__Collected data__.
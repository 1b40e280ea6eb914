//! Request payloads accepted by the leads API.

use thiserror::Error;
use validator::ValidationErrors;

pub mod leads;

#[derive(Debug, Error)]
/// Errors that can occur when processing request payloads.
pub enum FormError {
    #[error("validation errors: {0}")]
    Validation(#[from] ValidationErrors),

    #[error("invalid name")]
    InvalidName,

    #[error("invalid email address")]
    InvalidEmail,

    #[error("invalid phone number")]
    InvalidPhoneNumber,

    #[error("invalid company")]
    InvalidCompany,

    #[error("invalid notes")]
    InvalidNotes,

    #[error("stage must not be negative")]
    InvalidStage,

    #[error("invalid lead id")]
    InvalidLeadId,

    #[error("field `{0}` cannot be null")]
    NotNullable(&'static str),
}
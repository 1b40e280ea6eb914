//! Configuration model loaded from external sources.

use serde::Deserialize;

fn default_jwt_algorithm() -> String {
    "HS256".to_string()
}

#[derive(Clone, Debug, Deserialize)]
/// Basic configuration shared across handlers.
pub struct ServerConfig {
    pub address: String,
    pub port: u16,
    pub database_url: String,
    /// Shared secret used to verify bearer tokens.
    pub secret: String,
    /// Name of the HMAC algorithm tokens are signed with (`HS256`, `HS384`, `HS512`).
    #[serde(default = "default_jwt_algorithm")]
    pub jwt_algorithm: String,
}
use diesel::prelude::*;
use diesel::sql_query;
use diesel::sql_types::Text;

mod common;

#[derive(QueryableByName)]
struct JournalMode {
    #[diesel(sql_type = Text)]
    journal_mode: String,
}

#[test]
fn test_creates_and_removes_db_files() {
    let test_db = common::TestDb::new("test_creates_and_removes_db_files.db");
    let conn = test_db.pool().get();
    assert!(conn.is_ok());
}

#[test]
fn test_connections_use_wal_journal() {
    let test_db = common::TestDb::new("test_connections_use_wal_journal.db");
    let mut conn = test_db.pool().get().unwrap();

    let mode = sql_query("PRAGMA journal_mode")
        .get_result::<JournalMode>(&mut conn)
        .unwrap();

    assert_eq!(mode.journal_mode.to_lowercase(), "wal");
}
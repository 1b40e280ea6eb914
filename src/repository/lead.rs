//! Diesel implementation of the lead repository.

use chrono::{NaiveDate, NaiveDateTime, NaiveTime};
use diesel::prelude::*;
use diesel::sqlite::Sqlite;

use crate::{
    db::unicode_lower,
    domain::{
        lead::{Lead, NewLead, UpdateLead},
        types::LeadId,
    },
    models::lead::{Lead as DbLead, NewLead as DbNewLead, UpdateLead as DbUpdateLead},
    repository::{
        DieselRepository, LeadListQuery, LeadReader, LeadWriter, SortDirection,
        errors::{RepositoryError, RepositoryResult},
    },
};

fn start_of_day(date: NaiveDate) -> NaiveDateTime {
    date.and_time(NaiveTime::MIN)
}

/// Escapes `LIKE` wildcards so user input is matched literally.
fn like_pattern(term: &str) -> String {
    let mut escaped = String::with_capacity(term.len() + 2);
    escaped.push('%');
    for ch in term.chars() {
        if matches!(ch, '%' | '_' | '\\') {
            escaped.push('\\');
        }
        escaped.push(ch);
    }
    escaped.push('%');
    escaped
}

fn into_domain(db_leads: Vec<DbLead>) -> RepositoryResult<Vec<Lead>> {
    db_leads
        .into_iter()
        .map(|lead| Lead::try_from(lead).map_err(RepositoryError::from))
        .collect()
}

impl LeadReader for DieselRepository {
    fn get_lead_by_id(&self, id: LeadId) -> RepositoryResult<Option<Lead>> {
        use crate::schema::leads;

        let mut conn = self.conn()?;
        let db_lead = leads::table
            .find(id.get())
            .first::<DbLead>(&mut conn)
            .optional()?;

        match db_lead {
            Some(db_lead) => Ok(Some(Lead::try_from(db_lead)?)),
            None => Ok(None),
        }
    }

    fn list_leads(&self, query: LeadListQuery) -> RepositoryResult<(usize, Vec<Lead>)> {
        use crate::schema::leads;

        let mut conn = self.conn()?;

        let from = query.from_date.map(start_of_day);
        // Inclusive upper date becomes an exclusive bound at the next midnight.
        let until = query
            .to_date
            .and_then(|date| date.succ_opt())
            .map(start_of_day);
        let pattern = query
            .search
            .as_deref()
            .map(str::trim)
            .filter(|term| !term.is_empty())
            .map(|term| like_pattern(&term.to_lowercase()));

        let query_builder = || {
            let mut items = leads::table.into_boxed::<Sqlite>();

            if let Some(from) = from {
                items = items.filter(leads::created_at.ge(from));
            }
            if let Some(until) = until {
                items = items.filter(leads::created_at.lt(until));
            }
            if let Some(engaged) = query.engaged {
                items = items.filter(leads::engaged.eq(engaged));
            }
            if let Some(stage) = query.stage {
                items = items.filter(leads::stage.eq(stage.get()));
            }
            if let Some(pattern) = &pattern {
                // Both sides are folded so non-ASCII letters match in any case.
                items = items.filter(
                    unicode_lower(leads::name.nullable())
                        .like(pattern.clone())
                        .escape('\\')
                        .or(unicode_lower(leads::email).like(pattern.clone()).escape('\\'))
                        .or(unicode_lower(leads::phone).like(pattern.clone()).escape('\\'))
                        .or(unicode_lower(leads::company).like(pattern.clone()).escape('\\'))
                        .or(unicode_lower(leads::notes).like(pattern.clone()).escape('\\')),
                );
            }
            items
        };

        // Get the total count before applying pagination
        let total = query_builder().count().get_result::<i64>(&mut conn)? as usize;

        let mut items = match query.sort {
            SortDirection::Asc => {
                query_builder().order((leads::created_at.asc(), leads::id.asc()))
            }
            SortDirection::Desc => {
                query_builder().order((leads::created_at.desc(), leads::id.desc()))
            }
        };

        if let Some(pagination) = &query.pagination {
            items = items
                .offset(pagination.offset() as i64)
                .limit(pagination.per_page as i64);
        }

        let db_leads = items.load::<DbLead>(&mut conn)?;

        Ok((total, into_domain(db_leads)?))
    }
}

impl LeadWriter for DieselRepository {
    fn create_lead(&self, new_lead: &NewLead) -> RepositoryResult<Lead> {
        use crate::schema::leads;

        let mut conn = self.conn()?;
        let insertable: DbNewLead = new_lead.into();

        let created = diesel::insert_into(leads::table)
            .values(&insertable)
            .get_result::<DbLead>(&mut conn)?;

        Ok(Lead::try_from(created)?)
    }

    fn update_lead(&self, id: LeadId, updates: &UpdateLead) -> RepositoryResult<Lead> {
        use crate::schema::leads;

        let mut conn = self.conn()?;
        let changes: DbUpdateLead = updates.into();

        let updated = diesel::update(leads::table.find(id.get()))
            .set(&changes)
            .get_result::<DbLead>(&mut conn)?;

        Ok(Lead::try_from(updated)?)
    }

    fn delete_leads(&self, ids: &[LeadId]) -> RepositoryResult<usize> {
        use crate::schema::leads;

        if ids.is_empty() {
            return Ok(0);
        }

        let mut conn = self.conn()?;
        let raw_ids = ids.iter().map(|id| id.get()).collect::<Vec<i32>>();

        let deleted =
            diesel::delete(leads::table.filter(leads::id.eq_any(raw_ids))).execute(&mut conn)?;

        Ok(deleted)
    }
}
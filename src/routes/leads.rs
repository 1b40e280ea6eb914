use actix_web::http::header::{self, ContentType};
use actix_web::{HttpResponse, Responder, delete, get, post, put, web};

use crate::dto::leads::LeadListParams;
use crate::forms::leads::{CreateLeadForm, DeleteLeadsForm, UpdateLeadForm};
use crate::models::auth::AuthenticatedUser;
use crate::repository::DieselRepository;
use crate::routes::service_error_response;
use crate::services::leads as leads_service;

#[post("/")]
pub async fn create_lead(
    user: AuthenticatedUser,
    repo: web::Data<DieselRepository>,
    web::Json(form): web::Json<CreateLeadForm>,
) -> impl Responder {
    match leads_service::create_lead(repo.get_ref(), &user, form) {
        Ok(lead) => HttpResponse::Created().json(lead),
        Err(err) => service_error_response(err),
    }
}

#[get("/export")]
pub async fn export_leads(
    user: AuthenticatedUser,
    repo: web::Data<DieselRepository>,
    web::Query(params): web::Query<LeadListParams>,
) -> impl Responder {
    match leads_service::export_leads_csv(repo.get_ref(), &user, params) {
        Ok(Some(csv)) => HttpResponse::Ok()
            .content_type("text/csv; charset=utf-8")
            .insert_header((
                header::CONTENT_DISPOSITION,
                "attachment; filename=leads.csv",
            ))
            .body(csv),
        Ok(None) => HttpResponse::Ok()
            .content_type(ContentType::plaintext())
            .body("No data available"),
        Err(err) => service_error_response(err),
    }
}

#[get("/{lead_id}")]
pub async fn get_lead(
    user: AuthenticatedUser,
    repo: web::Data<DieselRepository>,
    lead_id: web::Path<i32>,
) -> impl Responder {
    match leads_service::get_lead(repo.get_ref(), &user, lead_id.into_inner()) {
        Ok(lead) => HttpResponse::Ok().json(lead),
        Err(err) => service_error_response(err),
    }
}

#[put("/{lead_id}")]
pub async fn update_lead(
    user: AuthenticatedUser,
    repo: web::Data<DieselRepository>,
    lead_id: web::Path<i32>,
    web::Json(form): web::Json<UpdateLeadForm>,
) -> impl Responder {
    match leads_service::update_lead(repo.get_ref(), &user, lead_id.into_inner(), form) {
        Ok(lead) => HttpResponse::Ok().json(lead),
        Err(err) => service_error_response(err),
    }
}

#[delete("/")]
pub async fn delete_leads(
    user: AuthenticatedUser,
    repo: web::Data<DieselRepository>,
    web::Json(form): web::Json<DeleteLeadsForm>,
) -> impl Responder {
    match leads_service::delete_leads(repo.get_ref(), &user, form) {
        Ok(summary) => HttpResponse::Ok().json(summary),
        Err(err) => service_error_response(err),
    }
}

#[get("/")]
pub async fn list_leads(
    user: AuthenticatedUser,
    repo: web::Data<DieselRepository>,
    web::Query(params): web::Query<LeadListParams>,
) -> impl Responder {
    match leads_service::list_leads(repo.get_ref(), &user, params) {
        Ok(page) => HttpResponse::Ok().json(page),
        Err(err) => service_error_response(err),
    }
}
use std::fmt::{Display, Formatter};
use std::str::FromStr;

use chrono::NaiveDate;

use crate::db::{DbConnection, DbPool, get_connection};
use crate::domain::lead::{Lead, NewLead, UpdateLead};
use crate::domain::types::{LeadId, LeadStage, TypeConstraintError};
use crate::repository::errors::RepositoryResult;

pub mod errors;
pub mod lead;
#[cfg(feature = "test-mocks")]
pub mod mock;

/// Diesel-backed repository sharing one connection pool.
#[derive(Clone)]
pub struct DieselRepository {
    pool: DbPool,
}

impl DieselRepository {
    pub fn new(pool: DbPool) -> Self {
        Self { pool }
    }

    fn conn(&self) -> RepositoryResult<DbConnection> {
        Ok(get_connection(&self.pool)?)
    }
}

#[derive(Debug, Clone, Copy, PartialEq, Eq)]
pub struct Pagination {
    pub page: usize,
    pub per_page: usize,
}

impl Pagination {
    /// Validates that the page's offset fits the signed 64-bit range the
    /// database takes.
    pub fn new(page: usize, per_page: usize) -> Result<Self, TypeConstraintError> {
        page.max(1)
            .saturating_sub(1)
            .checked_mul(per_page)
            .filter(|offset| i64::try_from(*offset).is_ok())
            .map(|_| Self { page, per_page })
            .ok_or_else(|| {
                TypeConstraintError::InvalidValue(format!(
                    "page {page} with limit {per_page} is out of range"
                ))
            })
    }

    /// Number of rows to skip; page numbers start at one.
    pub fn offset(&self) -> usize {
        (self.page.max(1) - 1) * self.per_page
    }
}

/// Ordering of leads by creation time.
#[derive(Debug, Clone, Copy, Default, PartialEq, Eq)]
pub enum SortDirection {
    Asc,
    #[default]
    Desc,
}

impl FromStr for SortDirection {
    type Err = TypeConstraintError;

    fn from_str(s: &str) -> Result<Self, Self::Err> {
        match s.trim().to_ascii_lowercase().as_str() {
            "asc" => Ok(SortDirection::Asc),
            "desc" => Ok(SortDirection::Desc),
            other => Err(TypeConstraintError::InvalidValue(format!(
                "sort must be `asc` or `desc`, got `{other}`"
            ))),
        }
    }
}

impl Display for SortDirection {
    fn fmt(&self, f: &mut Formatter<'_>) -> std::fmt::Result {
        match self {
            SortDirection::Asc => write!(f, "asc"),
            SortDirection::Desc => write!(f, "desc"),
        }
    }
}

/// Filters applied when listing leads. All present filters are combined with `AND`.
#[derive(Debug, Clone, Default, PartialEq)]
pub struct LeadListQuery {
    /// Inclusive lower bound on the creation date.
    pub from_date: Option<NaiveDate>,
    /// Inclusive upper bound on the creation date.
    pub to_date: Option<NaiveDate>,
    pub engaged: Option<bool>,
    pub stage: Option<LeadStage>,
    /// Case-insensitive substring matched against the text columns.
    pub search: Option<String>,
    pub sort: SortDirection,
    pub pagination: Option<Pagination>,
}

impl LeadListQuery {
    pub fn new() -> Self {
        Self::default()
    }

    pub fn from_date(mut self, date: NaiveDate) -> Self {
        self.from_date = Some(date);
        self
    }

    pub fn to_date(mut self, date: NaiveDate) -> Self {
        self.to_date = Some(date);
        self
    }

    pub fn engaged(mut self, engaged: bool) -> Self {
        self.engaged = Some(engaged);
        self
    }

    pub fn stage(mut self, stage: LeadStage) -> Self {
        self.stage = Some(stage);
        self
    }

    pub fn search(mut self, term: impl Into<String>) -> Self {
        self.search = Some(term.into());
        self
    }

    pub fn sort(mut self, sort: SortDirection) -> Self {
        self.sort = sort;
        self
    }

    pub fn paginate(mut self, page: usize, per_page: usize) -> Self {
        self.pagination = Some(Pagination { page, per_page });
        self
    }

    pub fn pagination(mut self, pagination: Pagination) -> Self {
        self.pagination = Some(pagination);
        self
    }
}

pub trait LeadReader {
    fn get_lead_by_id(&self, id: LeadId) -> RepositoryResult<Option<Lead>>;
    /// Returns the total number of matching leads and the requested page.
    fn list_leads(&self, query: LeadListQuery) -> RepositoryResult<(usize, Vec<Lead>)>;
}

pub trait LeadWriter {
    fn create_lead(&self, new_lead: &NewLead) -> RepositoryResult<Lead>;
    /// Fails with `NotFound` when no lead has the given id.
    fn update_lead(&self, id: LeadId, updates: &UpdateLead) -> RepositoryResult<Lead>;
    /// Removes every listed lead in one statement, ignoring unknown ids.
    fn delete_leads(&self, ids: &[LeadId]) -> RepositoryResult<usize>;
}
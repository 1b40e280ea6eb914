//! Helpers shared by the integration tests.

use diesel::sqlite::SqliteConnection;
use diesel_migrations::{EmbeddedMigrations, MigrationHarness, embed_migrations};
use pushkind_leads::db::{DbPool, establish_connection_pool};
use tempfile::TempDir;

pub const MIGRATIONS: EmbeddedMigrations = embed_migrations!("migrations");

/// Migrated SQLite database living in its own temporary directory.
///
/// The directory and the database files are removed when the value is dropped.
pub struct TestDb {
    pool: DbPool,
    _dir: TempDir,
}

impl TestDb {
    pub fn new(name: &str) -> Self {
        let dir = tempfile::tempdir().expect("create temp dir");
        let path = dir.path().join(name);
        let url = path.to_str().expect("utf-8 temp path").to_string();

        let pool = establish_connection_pool(&url).expect("create pool");
        {
            let mut pooled = pool.get().expect("get connection");
            let conn: &mut SqliteConnection = &mut pooled;
            conn.run_pending_migrations(MIGRATIONS)
                .expect("run migrations");
        }

        Self { pool, _dir: dir }
    }

    pub fn pool(&self) -> DbPool {
        self.pool.clone()
    }
}
//! Database models and server-side configuration types.

#[cfg(feature = "server")]
pub mod auth;
#[cfg(feature = "server")]
pub mod config;
pub mod lead;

__TASK STATEMENT__. Which lines above contain the word "NaiveTime"? Copy each one.

__ANSWER BELOW__.
use chrono::{NaiveDate, NaiveDateTime, NaiveTime};
    date.and_time(NaiveTime::MIN)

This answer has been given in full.